Challenges to studying and delivering care to special populations-The example of women veterans

   Women veterans comprise a small, but rapidly growing, segment of the total veteran population. Because of their relatively low numbers and unique needs, women are designated a special population within the Department of Veterans Affairs (VA). Determining the characteristics of VA and non-VA ambulatory care used by women veterans is crucial for VA women's health program planning. However, researchers and clinicians focused on health and healthcare delivery issues for women veterans, similar to rehabilitation researchers and clinicians, must address the challenges of conducting research in and delivering care to numerically sparse special-needs populations. A number of research sampling strategies and healthcare delivery strategies have evolved in response.

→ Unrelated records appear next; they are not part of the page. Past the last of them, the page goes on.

mod cache;
mod cli;
mod loader;
mod view;

use clap::Parser;
use std::sync::Arc;
use winit::event_loop::EventLoop;

use crate::cli::Cli;
use crate::view::App;
use crate::view::state::ViewportContext;

// ---------------------------------------------------------------------------
// Main
// ---------------------------------------------------------------------------

fn main() {
    env_logger::init();
    let cli = Cli::parse();

    let Some(files) = cli::resolve_paths(cli.paths) else {
        eprintln!("No images to show. Usage: fv <image>...");
        std::process::exit(1);
    };

    let first = match loader::load_image(&files[0]) {
        Ok(image) => Arc::new(image),
        Err(err) => {
            log::error!("{err}");
            std::process::exit(1);
        }
    };
    log::info!(
        "loaded {} ({}x{}, {} channel(s), range {:.3}..{:.3})",
        files[0].display(),
        first.width,
        first.height,
        first.channels,
        first.v_min,
        first.v_max
    );

    let ctx = ViewportContext::new(files, first, cli.flow, !cli.no_hud);

    let event_loop = EventLoop::new().expect("create event loop");
    let mut app = App::new(ctx);
    event_loop.run_app(&mut app).expect("run event loop");
}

   Research on women veterans poses a number of methodological challenges. Cross-sectional studies of veterans generally have small sample sizes of women or often are not designed to include detailed gender-related measures and therefore may lack the statistical power to detect gender differences. This may contribute to an erroneous assessment that access barriers and other factors affecting VA healthcare use for women veterans do not differ significantly from that of male veterans. This concern demonstrates the need for studies that focus solely on the perspectives and experiences of female veterans.
Donna L. Washington, MD, MPH
Donna L. Washington, MD, MPH
Department of Veterans Affairs (VA)
Greater Los Angeles Healthcare
System, Los Angeles, CA;
University of California at Los Angeles,
Department of Medicine, Los Angeles, CA

Studies of women veterans often are not designed to examine intragroup variations in the effects of the factors under study. Though women are a minority within the VA, they are a heterogeneous group with respect to factors, such as period of military service, that may influence healthcare use or serve as barriers to VA care [1,2]. The sampling frame used in studies of women veterans must account for this variation to ensure sufficient power to meaningfully compare subgroups. Employing an appropriate sampling frame is particularly important given evidence documenting risk factors and healthcare needs associated with period of military service [3-5]. The diversity among women veterans makes them a complex population to serve; this level of analysis is necessary to assure that services and recommendations that arise from research findings match women veterans' healthcare needs.

Recent research on women veterans' health and VA healthcare use, while successfully highlighting challenges faced by users of the VA, raises questions about the influences on and barriers to VA ambulatory care use that women veterans who do not use VA care have experienced [1]. For some, barriers to VA care may be so great that they rely solely on non-VA systems of care. Barriers to VA ambulatory care access, and influences that foster VA use, are demonstrated by contrasting their presence in VA and non-VA ambulatory care users. Sampling frames used in studies of women veterans' ambulatory care use include VA ambulatory care user samples, other electronic database-derived samples, cross-sectional population-based samples, and combinations of these methods.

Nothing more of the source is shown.